The second week saw me fanatically trying to make real life magical. And I was thinking that the most obvious way to begin achieving that was a clean house. And I don’t think I’m being completely off the mark here. Love, after all, is what makes things magical. It’s a thought that strikes me at times.

Whenever I come home and notice the decors put on the walls and placed around the house, I’ve always thought that we were lucky our landlady thoughtfully sends her love from afar. People always find it so nice to step into places and nooks that are filled and brimful of love. It’s part of our humanity.

Thus, in formulations that seem to occur only in my brain, I basically equated a clean house with love. Following that thought process, it would only seem logical that it would strike me that a dirty kitchen is so uninspired.

So spurred on by the idea that a clean kitchen is love, I set about scrubbing clean of any dirt and grime every object there that I could get my hands on. And in the process, I left Clyde observing me and privately wondering what sort of enlightenment had come over me.

“Why are you cleaning the kitchen, Cor?” she asked me.

“Shouldn’t we?” I said in turn.

“We usually don’t,” she replied.

But no matter. I was just trying to shine my halo and I was rewarded for it when Cherryanne arrived home from work, saw the kitchen, and gratifyingly gasped, “Ang linis!”

However, hardly had 24 hours passed and gone that the sparklingly clean sink and countertops were once again unceremoniously covered by a small avalanche of unwashed dishes and other kinds of utensil, the mess of which no one wanted to own up to.

There goes my idea of discreet love. But that’s okay. I always knew cleaning house was an act of sacrifice.

The most awful part of my week was the part when I felt very despondent. It’s the moment when you feel like sheets of rain are pouring down on you unrelentingly and you’re wondering if you’ll ever make it through. And for a moment there, you’re thinking that you and your life are just a fallout waiting to happen. It’s so hard. This is so hard.

However, I knew that fallout or not, I was still going to continue. I had already thrown my last tantrum. There aren’t going to be any more in the future. That’s what this writing is for.

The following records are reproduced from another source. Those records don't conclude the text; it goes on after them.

use serde::{Deserialize, Serialize};

use crate::error::{PointsError, PointsResult};
use crate::math::Transform;

/// Default narrow-band half width, in voxels.
pub const LEVEL_SET_HALF_WIDTH: f64 = 3.0;

#[derive(Debug, Clone, Copy, PartialEq, Serialize, Deserialize, Default)]
#[serde(tag = "type", rename_all = "snake_case")]
pub enum SurfaceKind {
    /// Union of spheres, one per point.
    #[default]
    Spheres,
    /// Zhu-Bridson style averaging of neighbouring positions and radii
    /// within `search_radius` (world units).
    SmoothSpheres { search_radius: f64 },
    Ellipsoids,
}

#[derive(Debug, Clone, PartialEq, Serialize, Deserialize)]
#[serde(default)]
pub struct RasterizeSettings {
    pub kind: SurfaceKind,
    /// Per-point float radius attribute. Every point uses `radius_scale`
    /// as its world radius when unset.
    pub radius: Option<String>,
    pub radius_scale: f64,
    /// Half width of the narrow band, in voxels of the output grid.
    pub halfband: f64,
    /// Attributes carried onto the surface from the closest point.
    pub attributes: Vec<String>,
    /// Output transform. Defaults to the transform of the points.
    pub transform: Option<Transform>,
    pub threaded: bool,
}

impl Default for RasterizeSettings {
    fn default() -> Self {
        Self {
            kind: SurfaceKind::Spheres,
            radius: None,
            radius_scale: 1.0,
            halfband: LEVEL_SET_HALF_WIDTH,
            attributes: Vec::new(),
            transform: None,
            threaded: true,
        }
    }
}

impl RasterizeSettings {
    pub fn spheres(radius_scale: f64) -> Self {
        Self {
            radius_scale,
            ..Self::default()
        }
    }

    pub fn smooth_spheres(radius_scale: f64, search_radius: f64) -> Self {
        Self {
            kind: SurfaceKind::SmoothSpheres { search_radius },
            radius_scale,
            ..Self::default()
        }
    }

    pub fn with_radius_attribute(mut self, name: impl Into<String>) -> Self {
        self.radius = Some(name.into());
        self
    }

    pub fn with_halfband(mut self, halfband: f64) -> Self {
        self.halfband = halfband;
        self
    }

    pub fn with_attributes<I, S>(mut self, names: I) -> Self
    where
        I: IntoIterator<Item = S>,
        S: Into<String>,
    {
        self.attributes = names.into_iter().map(Into::into).collect();
        self
    }

    pub fn with_transform(mut self, transform: Transform) -> Self {
        self.transform = Some(transform);
        self
    }

    pub fn with_threading(mut self, threaded: bool) -> Self {
        self.threaded = threaded;
        self
    }

    pub(crate) fn validate(&self) -> PointsResult<()> {
        if !(self.halfband.is_finite() && self.halfband > 0.0) {
            return Err(PointsError::InvalidSettings(format!(
                "halfband must be positive, got {}",
                self.halfband
            )));
        }
        if !(self.radius_scale.is_finite() && self.radius_scale > 0.0) {
            return Err(PointsError::InvalidSettings(format!(
                "radius scale must be positive, got {}",
                self.radius_scale
            )));
        }
        if let Some(transform) = &self.transform {
            if !transform.is_valid() {
                return Err(PointsError::InvalidSettings(format!(
                    "output voxel size {} is not a positive finite value",
                    transform.voxel_size()
                )));
            }
        }
        match self.kind {
            SurfaceKind::Spheres => Ok(()),
            SurfaceKind::SmoothSpheres { search_radius } => {
                if search_radius.is_finite() && search_radius > 0.0 {
                    Ok(())
                } else {
                    Err(PointsError::InvalidSettings(format!(
                        "search radius must be positive, got {search_radius}"
                    )))
                }
            }
            SurfaceKind::Ellipsoids => Err(PointsError::Unsupported(
                "ellipsoid rasterization".to_string(),
            )),
        }
    }
}

#[cfg(test)]
mod tests {
    use super::*;

    #[test]
    fn missing_fields_take_defaults() {
        let settings: RasterizeSettings =
            serde_json::from_str(r#"{ "radius": "pscale", "attributes": ["id"] }"#)
                .expect("parse");
        assert_eq!(settings.kind, SurfaceKind::Spheres);
        assert_eq!(settings.radius.as_deref(), Some("pscale"));
        assert_eq!(settings.halfband, LEVEL_SET_HALF_WIDTH);
        assert_eq!(settings.radius_scale, 1.0);
        assert!(settings.threaded);
    }

    #[test]
    fn smooth_kind_round_trips_through_json() {
        let settings = RasterizeSettings::smooth_spheres(0.5, 1.5).with_halfband(2.0);
        let text = serde_json::to_string(&settings).expect("serialize");
        assert!(text.contains("smooth_spheres"));
        let back: RasterizeSettings = serde_json::from_str(&text).expect("parse");
        assert_eq!(back, settings);
    }

    #[test]
    fn invalid_values_are_rejected() {
        assert!(RasterizeSettings::spheres(1.0).with_halfband(0.0).validate().is_err());
        assert!(RasterizeSettings::spheres(-1.0).validate().is_err());
        assert!(RasterizeSettings::smooth_spheres(1.0, 0.0).validate().is_err());
        assert!(RasterizeSettings::spheres(1.0)
            .with_transform(Transform::linear(0.0))
            .validate()
            .is_err());
        let ellipsoids = RasterizeSettings {
            kind: SurfaceKind::Ellipsoids,
            ..RasterizeSettings::default()
        };
        assert!(matches!(
            ellipsoids.validate(),
            Err(PointsError::Unsupported(_))
        ));
    }
}
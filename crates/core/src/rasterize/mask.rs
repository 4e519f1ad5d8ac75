use glam::DVec3;
use rayon::prelude::*;

use crate::math::{CoordBBox, Transform};
use crate::points::{PointLeaf, PointTree};
use crate::progress::CancelGroup;
use crate::tree::{Grid, GridClass, MaskTree, Tree, DIM};

use super::radius::round_to_int;

/// Voxels a surface may touch (`on`) and voxels every point's sphere is
/// guaranteed to cover (`off`).
#[derive(Debug, Default)]
pub(crate) struct SurfaceMask {
    pub on: MaskTree,
    pub off: MaskTree,
}

impl SurfaceMask {
    /// Unions two partial masks, folding the smaller tree into the larger.
    pub fn join(self, other: SurfaceMask) -> SurfaceMask {
        SurfaceMask {
            on: union_into_larger(self.on, other.on),
            off: union_into_larger(self.off, other.off),
        }
    }
}

fn union_into_larger(a: MaskTree, b: MaskTree) -> MaskTree {
    let (mut large, small) = if a.leaf_count() > b.leaf_count() {
        (a, b)
    } else {
        (b, a)
    };
    large.topology_union(&small);
    large
}

/// Distance, in surface voxels, from a point leaf that can be deactivated
/// because any sphere of radius `min_band` in that leaf covers it. Only
/// whole leaf nodes are ever deactivated, so the distance is a multiple of
/// `DIM`; it is negative when nothing can be removed.
fn interior_distance(min_band: f64) -> i32 {
    // half side of the largest cube inscribed in the sphere
    let halfside = (2.0 * min_band / 3.0_f64.sqrt()) / 2.0;
    let min = halfside.max(0.0) as i32;
    let nodes = min / DIM;
    (nodes - 1) * DIM
}

#[derive(Debug, Clone, Copy)]
enum MaskDistance<'a> {
    Fixed {
        activate: i32,
        deactivate: i32,
    },
    Variable {
        min_tree: Option<&'a Tree<f32>>,
        max_tree: &'a Tree<f32>,
        min_scale: f64,
        max_scale: f64,
        halfband: f64,
    },
}

/// Conservative surface topology derived from point leaf bounds alone.
pub(crate) struct SurfaceMaskBuilder<'a> {
    points: &'a Transform,
    surface: &'a Transform,
    clip: CoordBBox,
    distance: MaskDistance<'a>,
}

impl<'a> SurfaceMaskBuilder<'a> {
    /// Uniform radius: `min_band` and `max_band` are surface index-space
    /// distances. `clip` is in point index space.
    pub fn fixed(
        points: &'a Transform,
        surface: &'a Transform,
        min_band: f64,
        max_band: f64,
        clip: Option<CoordBBox>,
    ) -> Self {
        let mut builder = Self {
            points,
            surface,
            clip: CoordBBox::inf(),
            distance: MaskDistance::Fixed {
                activate: round_to_int(max_band),
                deactivate: interior_distance(min_band),
            },
        };
        if let Some(clip) = clip {
            builder.clip = builder.to_surface_bounds(clip);
        }
        builder
    }

    /// Per-leaf radii read from `max_tree` (and `min_tree` when interior
    /// deactivation is wanted) at each point leaf origin.
    #[allow(clippy::too_many_arguments)]
    pub fn variable(
        points: &'a Transform,
        surface: &'a Transform,
        min_tree: Option<&'a Tree<f32>>,
        max_tree: &'a Tree<f32>,
        min_scale: f64,
        max_scale: f64,
        halfband: f64,
        clip: Option<CoordBBox>,
    ) -> Self {
        let mut builder = Self {
            points,
            surface,
            clip: CoordBBox::inf(),
            distance: MaskDistance::Variable {
                min_tree,
                max_tree,
                min_scale,
                max_scale,
                halfband,
            },
        };
        if let Some(clip) = clip {
            builder.clip = builder.to_surface_bounds(clip);
        }
        builder
    }

    pub fn build(&self, tree: &PointTree, cancel: &CancelGroup<'_>, threaded: bool) -> SurfaceMask {
        let leaves = tree.leaf_list();
        let visit = |mut mask: SurfaceMask, leaf: &&PointLeaf| {
            if !cancel.poll() {
                self.visit(&mut mask, leaf);
            }
            mask
        };
        let mask = if threaded {
            leaves
                .par_iter()
                .fold(SurfaceMask::default, visit)
                .reduce(SurfaceMask::default, SurfaceMask::join)
        } else {
            leaves.iter().fold(SurfaceMask::default(), visit)
        };
        tracing::debug!(
            point_leaves = leaves.len(),
            on_leaves = mask.on.leaf_count(),
            on_tiles = mask.on.active_tile_count(),
            off_tiles = mask.off.active_tile_count(),
            "built surface mask"
        );
        mask
    }

    fn visit(&self, mask: &mut SurfaceMask, leaf: &PointLeaf) {
        match self.distance {
            MaskDistance::Fixed {
                activate,
                deactivate,
            } => {
                self.activate(mask, leaf, activate);
                if deactivate >= 0 {
                    self.deactivate(mask, leaf, deactivate);
                }
            }
            MaskDistance::Variable {
                min_tree,
                max_tree,
                min_scale,
                max_scale,
                halfband,
            } => {
                let max = f64::from(max_tree.get_value(leaf.origin()));
                self.activate(mask, leaf, round_to_int(max * max_scale + halfband));
                if let Some(min_tree) = min_tree {
                    let min = f64::from(min_tree.get_value(leaf.origin()));
                    let distance = interior_distance((min * min_scale - halfband).max(0.0));
                    if distance >= 0 {
                        self.deactivate(mask, leaf, distance);
                    }
                }
            }
        }
    }

    fn activate(&self, mask: &mut SurfaceMask, leaf: &PointLeaf, distance: i32) {
        let mut bounds = self.to_surface_bounds(leaf.active_bounding_box());
        if bounds.is_empty() {
            return;
        }
        bounds.expand(distance);
        bounds.intersect(&self.clip);
        mask.on.sparse_fill(bounds, true, true);
    }

    fn deactivate(&self, mask: &mut SurfaceMask, leaf: &PointLeaf, distance: i32) {
        debug_assert_eq!(distance % DIM, 0, "interior distance must be leaf aligned");
        let mut bounds = self.to_surface_bounds(leaf.node_bounding_box());
        bounds.expand(distance);
        mask.off.sparse_fill(bounds, true, true);
    }

    /// Maps point index-space voxel bounds, taken at their outer faces, to
    /// the surface voxels whose centers they contain.
    fn to_surface_bounds(&self, bounds: CoordBBox) -> CoordBBox {
        if bounds.is_empty() {
            return bounds;
        }
        let min = self.points.index_to_world(bounds.min.as_dvec3() - DVec3::splat(0.5));
        let max = self.points.index_to_world(bounds.max.as_dvec3() + DVec3::splat(0.5));
        self.surface.world_bbox_to_index_cell_centered(min, max)
    }
}

/// Creates the level-set grid the kernels write into: active where `on`
/// survives `off`, `-background` where `off` covers inactive space.
pub(crate) fn init_sdf_from_masks(
    transform: Transform,
    background: f32,
    mask: SurfaceMask,
    threaded: bool,
) -> Grid<f32> {
    let SurfaceMask { mut on, off } = mask;
    let mut tree = Tree::new(background);
    if !off.is_empty() {
        on.topology_difference(&off);
        on.prune_inactive();
        tree.topology_union(&on);
        tree.modify_inactive_values(threaded, |coord, value| {
            if off.is_value_on(coord) {
                *value = -*value;
            }
        });
    } else {
        tree.topology_union(&on);
    }
    drop(on);
    drop(off);
    tree.voxelize_active_tiles();

    let mut grid = Grid::new(tree, transform).with_name("surface");
    grid.class = GridClass::LevelSet;
    grid
}
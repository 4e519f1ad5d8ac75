use rayon::prelude::*;

// Leaves are coarse work items, so any slice with more than one entry is
// worth splitting once threading is requested.
const PARALLEL_THRESHOLD: usize = 2;

pub fn for_each_indexed_mut<T, F>(slice: &mut [T], threaded: bool, f: F)
where
    T: Send,
    F: Fn(usize, &mut T) + Sync + Send,
{
    if threaded && slice.len() >= PARALLEL_THRESHOLD {
        slice
            .par_iter_mut()
            .enumerate()
            .for_each(|(idx, value)| f(idx, value));
        return;
    }

    for (idx, value) in slice.iter_mut().enumerate() {
        f(idx, value);
    }
}

pub fn try_for_each_indexed_mut<T, E, F>(slice: &mut [T], threaded: bool, f: F) -> Result<(), E>
where
    T: Send,
    E: Send,
    F: Fn(usize, &mut T) -> Result<(), E> + Sync + Send,
{
    if threaded && slice.len() >= PARALLEL_THRESHOLD {
        return slice
            .par_iter_mut()
            .enumerate()
            .try_for_each(|(idx, value)| f(idx, value));
    }

    for (idx, value) in slice.iter_mut().enumerate() {
        f(idx, value)?;
    }
    Ok(())
}

pub fn map_indexed_mut<T, R, F>(slice: &mut [T], threaded: bool, f: F) -> Vec<R>
where
    T: Send,
    R: Send,
    F: Fn(usize, &mut T) -> R + Sync + Send,
{
    if threaded && slice.len() >= PARALLEL_THRESHOLD {
        return slice
            .par_iter_mut()
            .enumerate()
            .map(|(idx, value)| f(idx, value))
            .collect();
    }
    slice
        .iter_mut()
        .enumerate()
        .map(|(idx, value)| f(idx, value))
        .collect()
}

/// Maps every index to a value, keeping results in index order.
pub fn map_indexed<R, F>(len: usize, threaded: bool, f: F) -> Vec<R>
where
    R: Send,
    F: Fn(usize) -> R + Sync + Send,
{
    if threaded && len >= PARALLEL_THRESHOLD {
        return (0..len).into_par_iter().map(&f).collect();
    }
    (0..len).map(f).collect()
}

pub fn try_map_indexed<R, E, F>(len: usize, threaded: bool, f: F) -> Result<Vec<R>, E>
where
    R: Send,
    E: Send,
    F: Fn(usize) -> Result<R, E> + Sync + Send,
{
    if threaded && len >= PARALLEL_THRESHOLD {
        return (0..len).into_par_iter().map(&f).collect();
    }
    (0..len).map(f).collect()
}

pub fn join<A, B, RA, RB>(threaded: bool, a: A, b: B) -> (RA, RB)
where
    A: FnOnce() -> RA + Send,
    B: FnOnce() -> RB + Send,
    RA: Send,
    RB: Send,
{
    if threaded {
        rayon::join(a, b)
    } else {
        let ra = a();
        (ra, b())
    }
}

#[cfg(test)]
mod tests {
    use super::*;

    #[test]
    fn threaded_and_serial_map_agree() {
        let serial = map_indexed(100, false, |i| i * i);
        let threaded = map_indexed(100, true, |i| i * i);
        assert_eq!(serial, threaded);
    }

    #[test]
    fn try_for_each_stops_on_error() {
        let mut values = vec![0u32; 16];
        let result: Result<(), usize> = try_for_each_indexed_mut(&mut values, false, |i, v| {
            if i == 3 {
                return Err(i);
            }
            *v = 1;
            Ok(())
        });
        assert_eq!(result, Err(3));
        assert_eq!(values[..3], [1, 1, 1]);
    }
}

But there is no way of ending this post. It’s to be left hanging, open-ended. We aren’t at the middle, we're not at the ending. We have no way of knowing what’s to happen next. After all, it’s only January. We’re still just at the beginning, and at the starting point of the task of turning each day into a song.

Happy story to us all. :)

Comments

  1. This is so inspiring! Sakto, Monday ko pa siya nabasa. Now, I'm inspired to start my week right, and probably to start cleaning my house again. Thank you, Cor!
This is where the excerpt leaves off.